Sporici R A, Beswick R L, von Allmen C, Rumbley C A, Hayden-Ledbetter M, Ledbetter J A, Perrin P J
Department of Medicine, University of Pennsylvania School of Medicine, Philadelphia, Pennsylvania 19104, USA.
Clin Immunol. 2001 Sep;100(3):277-88. doi: 10.1006/clim.2001.5074.
The interaction of ICOS with its ligand on APC provides a costimulatory signal to previously activated T-cells. In these studies, we blocked the ICOS:ICOS ligand interaction with ICOS-Ig during the in vitro activation of MBP-reactive transgenic CD4(+) T-cells. The presence of ICOS-Ig in these cultures inhibited the ability of the transgenic T-cells to transfer EAE, although they entered the brains of the recipient mice. ICOS-Ig increased apoptosis in the transgenic T-cells, especially in the memory population. This enhanced apoptosis was accompanied by an increase in the BAX/BCL-2 mRNA ratio. ICOS-Ig did not prevent IL2 production, demonstrating that IL-2 production is ICOS ligand independent. IFN-gamma and IL-10 production by the transgenic T-cells, however, was suppressed. Finally, ICOS-Ig injection into mice after the first signs of EAE ameliorated clinical disease. Therefore, ICOSL provides a signal distinct from CD28 costimulation that is required for the activation and viability of encephalitogenic T-cells.

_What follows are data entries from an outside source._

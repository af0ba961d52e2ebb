//! End-to-end runs of the `aforo` binary against a Latin-1 export
//!
//! Each run points XDG_CONFIG_HOME at a temp dir so the user's own
//! config never leaks in.

use std::path::{Path, PathBuf};
use std::process::{Command, Output};

use serde_json::Value;

fn fixture() -> PathBuf {
    PathBuf::from(env!("CARGO_MANIFEST_DIR"))
        .join("tests")
        .join("fixtures")
        .join("aforos_latin1.csv")
}

fn aforo(config_home: &Path, args: &[&str]) -> Output {
    Command::new(env!("CARGO_BIN_EXE_aforo"))
        .args(args)
        .env("XDG_CONFIG_HOME", config_home)
        .env("RUST_LOG", "warn")
        .output()
        .expect("failed to run aforo")
}

fn stdout(output: &Output) -> String {
    String::from_utf8_lossy(&output.stdout).into_owned()
}

#[test]
fn reshape_defaults_to_latin1() {
    let home = tempfile::tempdir().unwrap();
    let input = fixture();
    let out = aforo(home.path(), &["reshape", input.to_str().unwrap()]);
    assert!(out.status.success(), "{}", String::from_utf8_lossy(&out.stderr));

    let text = stdout(&out);
    let lines: Vec<&str> = text.lines().collect();
    assert_eq!(lines[0], "entity_id,period,category,count");
    assert!(lines.contains(&"Toll-5,2024-03-01,Automobile,1500"));
    assert!(lines.contains(&"Toll-5,2024-03-01,Bus 2 axles,12"));
    assert!(lines.contains(&"Toll-7,2023-12-01,Truck 2 axles,2"));
    // zero, empty and nan cells are dropped
    assert!(!text.contains("Toll-5,2024-03-01,Motorcycle"));
    assert!(!text.contains("Toll-5,2024-04-01,Truck 2 axles"));
    assert!(!text.contains("Toll-5,2024-05-01,Motorcycle"));
}

#[test]
fn reshape_year_to_file() {
    let home = tempfile::tempdir().unwrap();
    let input = fixture();
    let target = home.path().join("tidy.csv");
    let out = aforo(
        home.path(),
        &[
            "reshape",
            input.to_str().unwrap(),
            "--year",
            "2023",
            "-o",
            target.to_str().unwrap(),
        ],
    );
    assert!(out.status.success());

    let written = std::fs::read_to_string(&target).unwrap();
    assert_eq!(
        written,
        "entity_id,period,category,count\n\
         Toll-7,2023-12-01,Automobile,900\n\
         Toll-7,2023-12-01,Motorcycle,5\n\
         Toll-7,2023-12-01,Bus 2 axles,6\n\
         Toll-7,2023-12-01,Truck 2 axles,2\n"
    );
}

#[test]
fn wrong_encoding_is_an_error() {
    let home = tempfile::tempdir().unwrap();
    let input = fixture();
    let out = aforo(home.path(), &["reshape", input.to_str().unwrap(), "--encoding", "utf8"]);
    assert!(!out.status.success());
    assert!(String::from_utf8_lossy(&out.stderr).contains("Error:"));
}

#[test]
fn missing_data_path_is_an_error() {
    let home = tempfile::tempdir().unwrap();
    let out = aforo(home.path(), &["summary"]);
    assert!(!out.status.success());
}

#[test]
fn columns_as_json() {
    let home = tempfile::tempdir().unwrap();
    let input = fixture();
    let out = aforo(home.path(), &["columns", input.to_str().unwrap(), "--format", "json"]);
    assert!(out.status.success());

    let view: Value = serde_json::from_str(&stdout(&out)).unwrap();
    let resolved = view["resolved"].as_array().unwrap();
    assert!(resolved.contains(&serde_json::json!({
        "field": "Bus 2 axles",
        "column": "AUTOBUS",
        "source": "exact"
    })));
    assert!(resolved.contains(&serde_json::json!({
        "field": "YEAR",
        "column": "AÑO",
        "source": "exact"
    })));
    let unresolved = view["unresolved"].as_array().unwrap();
    assert!(unresolved.contains(&Value::from("Tricycle")));
}

#[test]
fn summary_for_one_year() {
    let home = tempfile::tempdir().unwrap();
    let input = fixture();
    let out = aforo(
        home.path(),
        &["summary", input.to_str().unwrap(), "--year", "2024", "--format", "json"],
    );
    assert!(out.status.success());

    let view: Value = serde_json::from_str(&stdout(&out)).unwrap();
    assert_eq!(view["year"], 2024);
    assert_eq!(view["totals"][0]["category"], "Automobile");
    assert_eq!(view["totals"][0]["total"], 4800.0);
    assert_eq!(view["extremes"]["busiest"]["category"], "Automobile");
    assert_eq!(view["by_entity"], serde_json::json!([{"entity_id": "Toll-5", "total": 4842.0}]));
    assert_eq!(view["quality"]["skipped_rows"].as_array().unwrap().len(), 1);
    assert_eq!(view["quality"]["skipped_rows"][0]["row"], 4);
}

#[test]
fn forecast_on_one_month_is_unavailable() {
    let home = tempfile::tempdir().unwrap();
    let input = fixture();
    let out = aforo(
        home.path(),
        &["forecast", input.to_str().unwrap(), "--year", "2023", "--format", "json"],
    );
    assert!(out.status.success());

    let view: Value = serde_json::from_str(&stdout(&out)).unwrap();
    assert_eq!(view["forecast"]["status"], "unavailable");
    assert_eq!(view["history"].as_array().unwrap().len(), 1);
}

#[test]
fn export_writes_xlsx() {
    let home = tempfile::tempdir().unwrap();
    let input = fixture();
    let target = home.path().join("aforo.xlsx");
    let out = aforo(
        home.path(),
        &["export", input.to_str().unwrap(), "-o", target.to_str().unwrap()],
    );
    assert!(out.status.success());
    assert!(target.exists());
}

#[test]
fn config_set_and_show() {
    let home = tempfile::tempdir().unwrap();
    let input = fixture();

    let out = aforo(
        home.path(),
        &["config", "--set-data", input.to_str().unwrap(), "--set-horizon", "6"],
    );
    assert!(out.status.success());
    assert!(home.path().join("aforo").join("config.json").exists());

    let out = aforo(home.path(), &["config", "--show"]);
    assert!(stdout(&out).contains("6 months"));

    // the stored data path is used when no input is given
    let out = aforo(home.path(), &["forecast", "--format", "json"]);
    assert!(out.status.success());
    let view: Value = serde_json::from_str(&stdout(&out)).unwrap();
    assert_eq!(view["horizon"], 6);
}

#[test]
fn catalogue_dump_is_loadable() {
    let home = tempfile::tempdir().unwrap();
    let target = home.path().join("catalogue.toml");
    let out = aforo(home.path(), &["catalogue", "-o", target.to_str().unwrap()]);
    assert!(out.status.success());

    let input = fixture();
    let out = aforo(
        home.path(),
        &[
            "columns",
            input.to_str().unwrap(),
            "--catalogue",
            target.to_str().unwrap(),
            "--format",
            "json",
        ],
    );
    assert!(out.status.success());
}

ICOS与其在抗原呈递细胞(APC)上的配体相互作用,为先前活化的T细胞提供共刺激信号。在这些研究中,我们在髓鞘碱性蛋白(MBP)反应性转基因CD4(+) T细胞的体外活化过程中,用ICOS-Ig阻断ICOS与ICOS配体的相互作用。这些培养物中ICOS-Ig的存在抑制了转基因T细胞转移实验性自身免疫性脑脊髓炎(EAE)的能力,尽管它们进入了受体小鼠的大脑。ICOS-Ig增加了转基因T细胞的凋亡,尤其是在记忆细胞群体中。这种增强的凋亡伴随着BAX/BCL-2 mRNA比值的增加。ICOS-Ig并不阻止IL2的产生,表明IL-2的产生不依赖ICOS配体。然而,转基因T细胞产生的干扰素-γ(IFN-γ)和白细胞介素-10(IL-10)受到抑制。最后,在EAE出现最初症状后向小鼠注射ICOS-Ig可改善临床疾病。因此,ICOS配体(ICOSL)提供了一种不同于CD28共刺激的信号,该信号是致脑炎性T细胞活化和存活所必需的。